Data shown:
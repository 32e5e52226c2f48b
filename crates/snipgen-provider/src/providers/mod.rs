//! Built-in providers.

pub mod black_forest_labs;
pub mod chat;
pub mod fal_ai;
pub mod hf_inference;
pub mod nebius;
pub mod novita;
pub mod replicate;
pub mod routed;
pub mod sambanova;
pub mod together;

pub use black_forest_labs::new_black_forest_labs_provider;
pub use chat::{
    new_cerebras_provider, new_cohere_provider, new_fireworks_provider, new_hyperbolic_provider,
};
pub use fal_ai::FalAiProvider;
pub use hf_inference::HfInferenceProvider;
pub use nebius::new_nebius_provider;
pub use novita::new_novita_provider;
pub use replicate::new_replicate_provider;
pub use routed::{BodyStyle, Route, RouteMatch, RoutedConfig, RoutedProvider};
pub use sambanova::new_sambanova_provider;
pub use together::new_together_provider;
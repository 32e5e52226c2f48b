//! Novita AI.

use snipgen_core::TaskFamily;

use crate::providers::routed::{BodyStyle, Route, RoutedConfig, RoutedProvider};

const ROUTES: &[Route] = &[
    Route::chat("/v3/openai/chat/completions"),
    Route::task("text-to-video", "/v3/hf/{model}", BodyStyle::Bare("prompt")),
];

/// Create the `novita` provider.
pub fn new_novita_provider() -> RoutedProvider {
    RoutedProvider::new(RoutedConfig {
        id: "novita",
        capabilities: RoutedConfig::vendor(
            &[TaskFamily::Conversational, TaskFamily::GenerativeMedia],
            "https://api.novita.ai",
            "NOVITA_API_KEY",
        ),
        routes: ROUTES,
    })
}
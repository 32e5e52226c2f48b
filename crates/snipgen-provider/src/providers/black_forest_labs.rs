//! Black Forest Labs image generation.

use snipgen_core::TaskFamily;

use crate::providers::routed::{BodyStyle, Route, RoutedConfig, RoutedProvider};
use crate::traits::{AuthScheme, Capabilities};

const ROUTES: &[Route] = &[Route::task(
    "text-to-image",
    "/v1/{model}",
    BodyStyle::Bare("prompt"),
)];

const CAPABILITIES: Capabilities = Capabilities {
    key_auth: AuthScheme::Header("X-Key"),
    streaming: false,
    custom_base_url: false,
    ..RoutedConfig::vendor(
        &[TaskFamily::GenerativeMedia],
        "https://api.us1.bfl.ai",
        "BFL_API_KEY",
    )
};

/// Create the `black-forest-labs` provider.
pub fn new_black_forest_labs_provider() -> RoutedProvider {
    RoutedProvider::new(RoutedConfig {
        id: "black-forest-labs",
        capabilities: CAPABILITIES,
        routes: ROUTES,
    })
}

* * *

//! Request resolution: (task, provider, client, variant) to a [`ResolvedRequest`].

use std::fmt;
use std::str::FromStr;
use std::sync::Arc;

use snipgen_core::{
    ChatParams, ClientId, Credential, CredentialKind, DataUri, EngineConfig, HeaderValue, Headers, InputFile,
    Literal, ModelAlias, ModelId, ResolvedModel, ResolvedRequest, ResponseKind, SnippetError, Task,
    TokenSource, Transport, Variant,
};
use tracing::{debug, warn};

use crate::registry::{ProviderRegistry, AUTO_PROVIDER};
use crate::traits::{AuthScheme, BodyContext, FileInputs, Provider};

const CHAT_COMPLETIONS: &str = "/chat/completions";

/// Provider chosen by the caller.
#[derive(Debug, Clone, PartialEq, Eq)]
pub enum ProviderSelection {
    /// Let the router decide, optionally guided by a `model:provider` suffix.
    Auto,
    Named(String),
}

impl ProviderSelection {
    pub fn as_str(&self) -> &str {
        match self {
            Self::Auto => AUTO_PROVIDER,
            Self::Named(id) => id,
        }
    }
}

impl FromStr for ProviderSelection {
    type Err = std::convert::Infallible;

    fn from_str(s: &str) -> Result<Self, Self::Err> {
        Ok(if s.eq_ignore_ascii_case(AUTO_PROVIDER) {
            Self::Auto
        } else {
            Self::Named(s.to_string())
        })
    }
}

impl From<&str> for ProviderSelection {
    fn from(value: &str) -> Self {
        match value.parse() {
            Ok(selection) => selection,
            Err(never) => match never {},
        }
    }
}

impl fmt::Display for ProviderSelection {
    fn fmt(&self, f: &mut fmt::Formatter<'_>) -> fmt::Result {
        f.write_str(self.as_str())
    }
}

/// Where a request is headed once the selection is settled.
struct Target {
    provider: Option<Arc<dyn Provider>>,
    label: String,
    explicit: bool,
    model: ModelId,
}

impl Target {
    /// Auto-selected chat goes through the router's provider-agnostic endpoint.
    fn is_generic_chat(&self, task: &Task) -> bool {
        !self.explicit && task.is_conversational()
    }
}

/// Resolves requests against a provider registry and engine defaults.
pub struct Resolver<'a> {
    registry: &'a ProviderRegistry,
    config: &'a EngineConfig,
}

---

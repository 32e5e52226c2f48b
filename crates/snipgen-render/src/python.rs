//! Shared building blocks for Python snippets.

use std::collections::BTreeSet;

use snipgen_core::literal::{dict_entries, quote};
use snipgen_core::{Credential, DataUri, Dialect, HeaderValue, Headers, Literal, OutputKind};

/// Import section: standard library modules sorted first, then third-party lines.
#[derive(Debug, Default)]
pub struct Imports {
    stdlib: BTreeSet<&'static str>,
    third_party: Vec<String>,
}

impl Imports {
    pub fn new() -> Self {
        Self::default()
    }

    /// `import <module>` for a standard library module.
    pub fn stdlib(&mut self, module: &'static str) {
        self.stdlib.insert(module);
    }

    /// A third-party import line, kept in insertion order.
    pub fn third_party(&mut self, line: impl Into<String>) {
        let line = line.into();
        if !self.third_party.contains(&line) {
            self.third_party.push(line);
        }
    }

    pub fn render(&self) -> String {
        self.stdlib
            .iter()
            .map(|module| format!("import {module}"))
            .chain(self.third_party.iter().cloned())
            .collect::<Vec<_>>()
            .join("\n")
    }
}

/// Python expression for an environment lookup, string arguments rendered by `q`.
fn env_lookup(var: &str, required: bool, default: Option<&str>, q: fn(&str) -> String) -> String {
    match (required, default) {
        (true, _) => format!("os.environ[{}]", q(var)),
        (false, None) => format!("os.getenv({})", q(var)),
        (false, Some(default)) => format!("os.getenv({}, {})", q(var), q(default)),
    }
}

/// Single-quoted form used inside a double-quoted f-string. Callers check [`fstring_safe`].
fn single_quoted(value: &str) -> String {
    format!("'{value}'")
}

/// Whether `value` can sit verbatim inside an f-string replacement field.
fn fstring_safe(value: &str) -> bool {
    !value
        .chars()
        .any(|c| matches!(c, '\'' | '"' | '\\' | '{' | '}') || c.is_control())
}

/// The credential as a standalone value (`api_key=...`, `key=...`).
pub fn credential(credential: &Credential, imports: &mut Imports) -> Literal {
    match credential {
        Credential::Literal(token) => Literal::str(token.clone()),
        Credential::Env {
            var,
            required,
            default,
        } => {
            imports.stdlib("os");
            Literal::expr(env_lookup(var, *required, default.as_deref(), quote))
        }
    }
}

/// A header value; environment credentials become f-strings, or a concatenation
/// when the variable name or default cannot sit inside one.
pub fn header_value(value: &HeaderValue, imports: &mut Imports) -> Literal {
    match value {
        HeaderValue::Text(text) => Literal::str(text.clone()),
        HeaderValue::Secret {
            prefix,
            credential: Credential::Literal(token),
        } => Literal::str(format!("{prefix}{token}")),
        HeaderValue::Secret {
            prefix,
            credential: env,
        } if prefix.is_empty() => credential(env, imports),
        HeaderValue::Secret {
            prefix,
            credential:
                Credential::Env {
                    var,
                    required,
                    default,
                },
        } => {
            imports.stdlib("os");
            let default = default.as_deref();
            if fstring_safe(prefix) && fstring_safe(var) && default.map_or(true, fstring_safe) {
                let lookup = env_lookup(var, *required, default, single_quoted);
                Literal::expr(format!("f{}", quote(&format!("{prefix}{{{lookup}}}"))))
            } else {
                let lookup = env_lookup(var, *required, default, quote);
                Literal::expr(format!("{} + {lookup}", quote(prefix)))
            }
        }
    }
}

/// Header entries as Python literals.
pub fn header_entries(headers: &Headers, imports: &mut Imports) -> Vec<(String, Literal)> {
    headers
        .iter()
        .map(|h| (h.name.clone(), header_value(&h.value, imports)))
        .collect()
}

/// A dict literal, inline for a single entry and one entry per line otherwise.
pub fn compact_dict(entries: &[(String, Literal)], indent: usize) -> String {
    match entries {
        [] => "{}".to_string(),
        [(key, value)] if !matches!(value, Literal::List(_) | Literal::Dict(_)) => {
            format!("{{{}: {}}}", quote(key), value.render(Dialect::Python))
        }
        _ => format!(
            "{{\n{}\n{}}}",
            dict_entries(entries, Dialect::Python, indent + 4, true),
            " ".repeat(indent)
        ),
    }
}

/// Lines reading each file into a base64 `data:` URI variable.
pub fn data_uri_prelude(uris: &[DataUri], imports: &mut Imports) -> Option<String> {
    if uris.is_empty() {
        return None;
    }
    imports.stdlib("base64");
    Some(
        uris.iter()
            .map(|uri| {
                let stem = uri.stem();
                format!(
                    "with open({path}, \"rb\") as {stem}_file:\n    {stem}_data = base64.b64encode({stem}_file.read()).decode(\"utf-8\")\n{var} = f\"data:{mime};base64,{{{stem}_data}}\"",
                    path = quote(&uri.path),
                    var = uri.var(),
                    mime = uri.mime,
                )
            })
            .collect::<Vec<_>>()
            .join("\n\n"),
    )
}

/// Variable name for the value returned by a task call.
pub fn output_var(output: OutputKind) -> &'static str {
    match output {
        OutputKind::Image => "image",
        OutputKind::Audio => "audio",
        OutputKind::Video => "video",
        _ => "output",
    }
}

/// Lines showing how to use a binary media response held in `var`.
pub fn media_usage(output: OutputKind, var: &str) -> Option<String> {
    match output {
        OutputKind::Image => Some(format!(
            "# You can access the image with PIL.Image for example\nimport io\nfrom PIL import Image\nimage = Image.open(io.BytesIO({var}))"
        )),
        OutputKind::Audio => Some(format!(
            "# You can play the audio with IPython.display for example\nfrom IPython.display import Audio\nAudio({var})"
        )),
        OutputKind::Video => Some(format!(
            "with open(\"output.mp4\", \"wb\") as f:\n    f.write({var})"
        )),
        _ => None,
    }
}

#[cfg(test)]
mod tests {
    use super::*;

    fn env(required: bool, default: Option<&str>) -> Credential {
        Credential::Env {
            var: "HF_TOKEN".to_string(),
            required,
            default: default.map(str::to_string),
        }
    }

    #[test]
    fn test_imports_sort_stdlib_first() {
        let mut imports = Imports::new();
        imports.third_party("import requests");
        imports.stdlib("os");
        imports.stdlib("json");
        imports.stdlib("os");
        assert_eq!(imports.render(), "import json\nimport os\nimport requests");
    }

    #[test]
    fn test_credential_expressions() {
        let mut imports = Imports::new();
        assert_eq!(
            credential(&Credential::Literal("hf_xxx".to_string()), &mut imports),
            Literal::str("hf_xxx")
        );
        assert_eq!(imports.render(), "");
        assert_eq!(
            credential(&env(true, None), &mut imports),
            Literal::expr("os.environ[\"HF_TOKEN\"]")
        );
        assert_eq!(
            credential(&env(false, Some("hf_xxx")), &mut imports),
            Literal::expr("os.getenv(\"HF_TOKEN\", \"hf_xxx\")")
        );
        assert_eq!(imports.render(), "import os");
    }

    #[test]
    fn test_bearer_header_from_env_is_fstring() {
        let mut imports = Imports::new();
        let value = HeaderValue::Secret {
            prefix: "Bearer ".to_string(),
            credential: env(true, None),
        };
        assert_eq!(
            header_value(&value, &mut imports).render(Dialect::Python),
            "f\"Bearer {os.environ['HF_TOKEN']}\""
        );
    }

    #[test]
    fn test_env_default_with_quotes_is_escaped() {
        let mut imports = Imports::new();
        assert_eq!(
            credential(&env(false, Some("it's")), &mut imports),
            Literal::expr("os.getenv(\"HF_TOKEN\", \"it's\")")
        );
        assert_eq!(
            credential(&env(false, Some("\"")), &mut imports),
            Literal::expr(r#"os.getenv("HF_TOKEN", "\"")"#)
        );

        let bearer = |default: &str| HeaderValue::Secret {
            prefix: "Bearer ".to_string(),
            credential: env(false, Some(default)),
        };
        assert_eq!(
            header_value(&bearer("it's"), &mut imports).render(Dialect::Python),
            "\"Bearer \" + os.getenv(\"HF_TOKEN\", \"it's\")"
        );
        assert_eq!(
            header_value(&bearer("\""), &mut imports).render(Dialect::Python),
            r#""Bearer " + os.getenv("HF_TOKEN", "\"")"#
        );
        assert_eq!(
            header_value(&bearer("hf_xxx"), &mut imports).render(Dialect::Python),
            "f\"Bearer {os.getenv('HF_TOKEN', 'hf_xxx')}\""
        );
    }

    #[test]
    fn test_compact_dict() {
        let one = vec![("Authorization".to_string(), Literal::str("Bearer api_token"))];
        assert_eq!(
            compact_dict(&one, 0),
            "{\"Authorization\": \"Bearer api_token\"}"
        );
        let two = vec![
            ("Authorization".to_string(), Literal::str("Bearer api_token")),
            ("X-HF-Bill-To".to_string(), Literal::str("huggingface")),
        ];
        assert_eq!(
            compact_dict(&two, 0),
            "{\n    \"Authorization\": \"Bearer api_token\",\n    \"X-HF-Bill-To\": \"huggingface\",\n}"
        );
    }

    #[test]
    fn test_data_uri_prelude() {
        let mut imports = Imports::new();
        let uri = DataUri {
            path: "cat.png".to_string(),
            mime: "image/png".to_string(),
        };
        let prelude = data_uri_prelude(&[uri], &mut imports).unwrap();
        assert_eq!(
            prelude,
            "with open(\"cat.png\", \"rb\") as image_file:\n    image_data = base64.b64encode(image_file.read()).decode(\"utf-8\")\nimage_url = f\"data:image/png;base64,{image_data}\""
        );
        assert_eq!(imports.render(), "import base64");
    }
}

Exercise requirements: Please count the lines in the records that hold the string "environment", and give the number alone.

Exercise response: 2